ASSIGNMENT :: The output should be all lines of the entries below in which the word "BackendDrivers" occurs.
════════
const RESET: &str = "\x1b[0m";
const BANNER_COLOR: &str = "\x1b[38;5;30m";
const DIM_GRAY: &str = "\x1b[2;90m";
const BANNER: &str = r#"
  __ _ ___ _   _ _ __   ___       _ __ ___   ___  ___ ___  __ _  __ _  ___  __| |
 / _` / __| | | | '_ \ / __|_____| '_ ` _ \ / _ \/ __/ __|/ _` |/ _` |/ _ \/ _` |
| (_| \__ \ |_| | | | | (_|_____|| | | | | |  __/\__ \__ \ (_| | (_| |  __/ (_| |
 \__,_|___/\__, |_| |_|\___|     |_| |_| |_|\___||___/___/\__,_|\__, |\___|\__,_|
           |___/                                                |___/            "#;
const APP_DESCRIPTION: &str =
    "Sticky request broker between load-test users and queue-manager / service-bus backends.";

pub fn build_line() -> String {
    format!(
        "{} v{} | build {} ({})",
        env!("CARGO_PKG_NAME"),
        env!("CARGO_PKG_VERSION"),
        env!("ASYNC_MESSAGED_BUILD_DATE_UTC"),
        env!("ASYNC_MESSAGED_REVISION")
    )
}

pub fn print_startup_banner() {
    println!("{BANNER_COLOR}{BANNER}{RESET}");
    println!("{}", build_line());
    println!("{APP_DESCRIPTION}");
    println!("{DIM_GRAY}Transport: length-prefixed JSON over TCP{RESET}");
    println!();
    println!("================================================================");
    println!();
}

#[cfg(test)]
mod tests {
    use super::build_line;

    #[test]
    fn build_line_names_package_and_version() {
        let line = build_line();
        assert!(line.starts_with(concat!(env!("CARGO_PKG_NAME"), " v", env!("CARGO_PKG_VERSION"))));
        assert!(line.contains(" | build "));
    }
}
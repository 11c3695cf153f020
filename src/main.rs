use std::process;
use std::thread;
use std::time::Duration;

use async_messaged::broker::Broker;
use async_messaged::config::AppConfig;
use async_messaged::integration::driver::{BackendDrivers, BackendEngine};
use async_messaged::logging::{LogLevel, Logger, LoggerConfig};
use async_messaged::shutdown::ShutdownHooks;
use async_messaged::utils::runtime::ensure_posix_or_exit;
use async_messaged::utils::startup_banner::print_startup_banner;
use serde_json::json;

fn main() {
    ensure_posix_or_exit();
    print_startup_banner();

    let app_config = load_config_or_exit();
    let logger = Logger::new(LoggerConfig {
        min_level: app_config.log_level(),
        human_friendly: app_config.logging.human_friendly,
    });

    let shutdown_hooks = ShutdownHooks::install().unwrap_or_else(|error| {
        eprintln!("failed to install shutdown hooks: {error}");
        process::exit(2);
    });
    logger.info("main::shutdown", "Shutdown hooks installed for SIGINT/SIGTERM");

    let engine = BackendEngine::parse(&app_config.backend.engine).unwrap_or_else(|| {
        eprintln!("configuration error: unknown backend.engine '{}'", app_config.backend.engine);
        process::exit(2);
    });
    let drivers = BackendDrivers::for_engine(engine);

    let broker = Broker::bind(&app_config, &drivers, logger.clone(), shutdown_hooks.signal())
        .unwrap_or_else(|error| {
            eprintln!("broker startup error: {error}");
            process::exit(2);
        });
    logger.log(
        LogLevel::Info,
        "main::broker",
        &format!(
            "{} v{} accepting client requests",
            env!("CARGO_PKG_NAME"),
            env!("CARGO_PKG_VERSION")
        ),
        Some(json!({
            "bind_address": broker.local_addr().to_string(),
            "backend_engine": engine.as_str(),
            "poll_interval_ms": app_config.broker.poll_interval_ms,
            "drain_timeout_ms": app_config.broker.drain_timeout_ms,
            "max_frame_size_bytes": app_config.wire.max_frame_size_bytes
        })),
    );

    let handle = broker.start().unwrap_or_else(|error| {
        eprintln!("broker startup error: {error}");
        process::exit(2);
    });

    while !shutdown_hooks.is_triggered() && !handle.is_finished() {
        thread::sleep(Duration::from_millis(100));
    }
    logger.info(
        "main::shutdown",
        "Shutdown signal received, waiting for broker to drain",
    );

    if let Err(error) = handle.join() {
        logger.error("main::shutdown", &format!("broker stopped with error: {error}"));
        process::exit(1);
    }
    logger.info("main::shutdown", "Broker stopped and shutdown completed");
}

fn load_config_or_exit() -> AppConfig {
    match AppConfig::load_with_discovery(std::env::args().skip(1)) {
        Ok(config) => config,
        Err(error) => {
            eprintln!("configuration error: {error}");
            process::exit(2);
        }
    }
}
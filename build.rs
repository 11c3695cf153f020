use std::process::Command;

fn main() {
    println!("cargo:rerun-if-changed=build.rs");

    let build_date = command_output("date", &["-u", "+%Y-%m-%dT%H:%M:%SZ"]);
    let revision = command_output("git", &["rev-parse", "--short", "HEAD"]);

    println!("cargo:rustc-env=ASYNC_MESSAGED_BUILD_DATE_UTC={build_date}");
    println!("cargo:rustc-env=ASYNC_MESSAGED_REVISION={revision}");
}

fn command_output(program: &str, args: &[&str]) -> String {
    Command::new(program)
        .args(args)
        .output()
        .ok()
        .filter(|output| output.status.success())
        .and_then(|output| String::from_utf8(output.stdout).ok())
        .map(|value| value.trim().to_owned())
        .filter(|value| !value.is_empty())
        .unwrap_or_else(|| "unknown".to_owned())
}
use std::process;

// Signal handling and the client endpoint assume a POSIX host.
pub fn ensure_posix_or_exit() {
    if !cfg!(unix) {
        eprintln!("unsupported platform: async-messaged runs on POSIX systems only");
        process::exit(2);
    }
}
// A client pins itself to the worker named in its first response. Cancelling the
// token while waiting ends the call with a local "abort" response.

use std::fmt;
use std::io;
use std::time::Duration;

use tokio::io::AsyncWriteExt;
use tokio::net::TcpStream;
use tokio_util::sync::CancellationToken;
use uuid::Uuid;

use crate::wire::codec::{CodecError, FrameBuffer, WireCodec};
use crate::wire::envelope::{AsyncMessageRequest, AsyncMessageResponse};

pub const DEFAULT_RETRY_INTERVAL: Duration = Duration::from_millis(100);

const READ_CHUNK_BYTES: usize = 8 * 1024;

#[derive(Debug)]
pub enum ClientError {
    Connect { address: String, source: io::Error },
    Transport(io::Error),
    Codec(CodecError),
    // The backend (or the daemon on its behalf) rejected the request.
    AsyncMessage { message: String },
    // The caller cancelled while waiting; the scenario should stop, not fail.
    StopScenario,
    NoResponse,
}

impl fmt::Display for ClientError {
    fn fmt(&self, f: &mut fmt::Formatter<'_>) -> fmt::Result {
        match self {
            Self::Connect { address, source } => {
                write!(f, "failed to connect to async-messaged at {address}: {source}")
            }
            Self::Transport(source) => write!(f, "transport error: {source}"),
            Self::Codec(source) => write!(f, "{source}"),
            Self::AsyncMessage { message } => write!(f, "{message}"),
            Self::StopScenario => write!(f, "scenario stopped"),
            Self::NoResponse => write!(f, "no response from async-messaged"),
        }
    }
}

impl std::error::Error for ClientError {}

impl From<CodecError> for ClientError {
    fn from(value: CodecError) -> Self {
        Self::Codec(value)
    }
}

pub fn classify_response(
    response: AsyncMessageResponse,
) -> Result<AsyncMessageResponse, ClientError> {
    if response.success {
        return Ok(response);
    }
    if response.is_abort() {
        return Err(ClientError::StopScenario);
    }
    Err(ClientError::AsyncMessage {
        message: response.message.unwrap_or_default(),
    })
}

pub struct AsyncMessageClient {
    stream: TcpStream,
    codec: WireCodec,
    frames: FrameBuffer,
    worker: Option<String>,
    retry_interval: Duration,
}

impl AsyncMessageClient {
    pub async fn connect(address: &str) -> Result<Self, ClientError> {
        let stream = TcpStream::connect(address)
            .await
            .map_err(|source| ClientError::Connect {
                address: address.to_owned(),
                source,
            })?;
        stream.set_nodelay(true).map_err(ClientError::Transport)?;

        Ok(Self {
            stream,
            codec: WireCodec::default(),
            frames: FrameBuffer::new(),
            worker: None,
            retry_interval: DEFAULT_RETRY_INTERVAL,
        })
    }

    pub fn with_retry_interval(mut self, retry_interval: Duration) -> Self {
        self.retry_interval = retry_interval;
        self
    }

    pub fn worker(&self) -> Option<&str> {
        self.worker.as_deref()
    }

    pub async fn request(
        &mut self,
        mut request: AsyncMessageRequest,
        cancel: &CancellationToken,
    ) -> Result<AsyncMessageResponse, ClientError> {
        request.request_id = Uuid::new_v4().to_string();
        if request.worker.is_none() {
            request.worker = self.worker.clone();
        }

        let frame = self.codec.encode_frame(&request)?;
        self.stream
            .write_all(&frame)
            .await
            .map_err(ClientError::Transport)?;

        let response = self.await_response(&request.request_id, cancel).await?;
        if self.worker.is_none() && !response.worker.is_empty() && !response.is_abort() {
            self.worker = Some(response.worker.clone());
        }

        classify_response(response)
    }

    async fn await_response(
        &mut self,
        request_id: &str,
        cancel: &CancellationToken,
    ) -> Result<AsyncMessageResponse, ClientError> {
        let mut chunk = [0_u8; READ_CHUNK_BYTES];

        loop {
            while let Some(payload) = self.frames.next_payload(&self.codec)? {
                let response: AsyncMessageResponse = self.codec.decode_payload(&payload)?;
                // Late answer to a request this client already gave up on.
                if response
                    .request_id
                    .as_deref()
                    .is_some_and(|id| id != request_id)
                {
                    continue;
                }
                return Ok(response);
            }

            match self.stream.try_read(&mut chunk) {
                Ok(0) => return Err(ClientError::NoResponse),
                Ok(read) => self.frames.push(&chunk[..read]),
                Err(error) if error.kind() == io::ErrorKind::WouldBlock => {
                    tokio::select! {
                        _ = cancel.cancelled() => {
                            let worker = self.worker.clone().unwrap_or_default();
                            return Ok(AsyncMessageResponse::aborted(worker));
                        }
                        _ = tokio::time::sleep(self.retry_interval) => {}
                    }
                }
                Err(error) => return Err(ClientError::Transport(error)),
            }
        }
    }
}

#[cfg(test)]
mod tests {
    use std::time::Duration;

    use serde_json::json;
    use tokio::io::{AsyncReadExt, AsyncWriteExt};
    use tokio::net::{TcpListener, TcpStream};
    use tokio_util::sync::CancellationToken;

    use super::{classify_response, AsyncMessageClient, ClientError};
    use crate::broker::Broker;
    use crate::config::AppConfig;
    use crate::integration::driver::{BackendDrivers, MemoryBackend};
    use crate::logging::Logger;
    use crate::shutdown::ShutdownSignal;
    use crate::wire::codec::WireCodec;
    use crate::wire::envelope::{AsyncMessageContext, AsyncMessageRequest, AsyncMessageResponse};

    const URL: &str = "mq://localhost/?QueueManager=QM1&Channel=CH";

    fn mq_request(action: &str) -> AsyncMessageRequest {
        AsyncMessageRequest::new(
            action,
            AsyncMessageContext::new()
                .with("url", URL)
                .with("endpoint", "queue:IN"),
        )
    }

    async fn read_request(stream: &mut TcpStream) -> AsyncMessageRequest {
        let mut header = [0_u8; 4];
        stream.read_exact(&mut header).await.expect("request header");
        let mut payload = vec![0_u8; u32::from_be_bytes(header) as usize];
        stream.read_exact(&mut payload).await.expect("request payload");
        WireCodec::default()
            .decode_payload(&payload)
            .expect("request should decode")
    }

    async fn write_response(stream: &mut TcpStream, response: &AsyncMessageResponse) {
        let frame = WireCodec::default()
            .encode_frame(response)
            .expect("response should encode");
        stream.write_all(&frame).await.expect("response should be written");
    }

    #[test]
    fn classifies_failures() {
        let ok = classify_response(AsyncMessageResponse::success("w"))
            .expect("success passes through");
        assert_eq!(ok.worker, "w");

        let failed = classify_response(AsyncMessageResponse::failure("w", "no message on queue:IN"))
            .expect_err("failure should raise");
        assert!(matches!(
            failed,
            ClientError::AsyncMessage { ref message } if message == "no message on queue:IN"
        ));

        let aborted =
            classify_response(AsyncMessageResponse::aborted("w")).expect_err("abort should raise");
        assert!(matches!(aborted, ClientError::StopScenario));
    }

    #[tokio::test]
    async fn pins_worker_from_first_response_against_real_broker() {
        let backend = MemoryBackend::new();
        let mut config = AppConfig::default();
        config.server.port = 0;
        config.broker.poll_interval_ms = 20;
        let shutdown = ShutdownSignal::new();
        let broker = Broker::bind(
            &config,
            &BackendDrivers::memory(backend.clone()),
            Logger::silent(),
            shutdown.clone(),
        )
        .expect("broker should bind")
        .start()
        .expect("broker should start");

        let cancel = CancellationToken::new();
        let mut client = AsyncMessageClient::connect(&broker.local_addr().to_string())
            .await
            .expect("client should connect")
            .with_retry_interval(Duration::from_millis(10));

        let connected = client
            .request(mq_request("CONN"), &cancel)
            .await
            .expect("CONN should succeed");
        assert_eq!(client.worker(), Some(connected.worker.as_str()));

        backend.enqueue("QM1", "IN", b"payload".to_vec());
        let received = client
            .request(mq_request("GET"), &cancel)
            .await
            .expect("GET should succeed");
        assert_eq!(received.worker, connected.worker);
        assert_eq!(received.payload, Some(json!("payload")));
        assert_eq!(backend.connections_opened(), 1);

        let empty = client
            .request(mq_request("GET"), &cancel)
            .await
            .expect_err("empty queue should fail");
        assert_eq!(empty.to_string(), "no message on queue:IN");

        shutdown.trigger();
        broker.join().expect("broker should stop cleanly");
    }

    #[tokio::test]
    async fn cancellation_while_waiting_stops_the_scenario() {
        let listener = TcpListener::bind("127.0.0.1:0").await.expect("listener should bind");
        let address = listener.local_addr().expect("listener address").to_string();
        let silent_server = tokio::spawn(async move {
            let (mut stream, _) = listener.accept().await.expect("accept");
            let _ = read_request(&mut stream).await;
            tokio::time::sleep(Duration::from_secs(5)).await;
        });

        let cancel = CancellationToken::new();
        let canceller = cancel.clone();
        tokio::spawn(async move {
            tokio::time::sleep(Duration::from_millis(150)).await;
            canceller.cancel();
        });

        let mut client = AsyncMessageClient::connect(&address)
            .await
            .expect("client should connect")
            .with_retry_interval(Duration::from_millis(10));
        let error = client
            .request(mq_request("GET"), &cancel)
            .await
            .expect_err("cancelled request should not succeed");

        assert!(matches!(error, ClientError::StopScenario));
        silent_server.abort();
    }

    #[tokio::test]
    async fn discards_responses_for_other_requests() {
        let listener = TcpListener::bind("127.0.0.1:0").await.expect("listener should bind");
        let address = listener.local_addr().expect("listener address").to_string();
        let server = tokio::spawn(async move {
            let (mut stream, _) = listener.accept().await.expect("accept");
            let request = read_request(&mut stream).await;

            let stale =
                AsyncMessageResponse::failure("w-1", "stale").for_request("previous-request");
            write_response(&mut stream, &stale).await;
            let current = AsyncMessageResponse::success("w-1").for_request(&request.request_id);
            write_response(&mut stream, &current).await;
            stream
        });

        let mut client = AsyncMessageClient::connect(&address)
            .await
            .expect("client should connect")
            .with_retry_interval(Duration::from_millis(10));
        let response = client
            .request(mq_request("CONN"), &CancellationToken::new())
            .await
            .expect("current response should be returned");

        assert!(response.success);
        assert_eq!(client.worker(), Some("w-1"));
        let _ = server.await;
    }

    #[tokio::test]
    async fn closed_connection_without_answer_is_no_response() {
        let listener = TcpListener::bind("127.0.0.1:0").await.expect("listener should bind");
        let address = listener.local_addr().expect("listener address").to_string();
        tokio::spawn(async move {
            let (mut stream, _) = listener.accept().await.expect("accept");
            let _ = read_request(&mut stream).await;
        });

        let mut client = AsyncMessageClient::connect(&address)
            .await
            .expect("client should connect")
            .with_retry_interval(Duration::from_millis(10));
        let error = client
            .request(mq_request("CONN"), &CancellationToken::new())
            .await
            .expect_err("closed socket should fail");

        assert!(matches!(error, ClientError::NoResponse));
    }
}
════════
WRITTEN RESPONSE ::
use async_messaged::integration::driver::{BackendDrivers, BackendEngine};
    let drivers = BackendDrivers::for_engine(engine);
    use crate::integration::driver::{BackendDrivers, MemoryBackend};
            &BackendDrivers::memory(backend.clone()),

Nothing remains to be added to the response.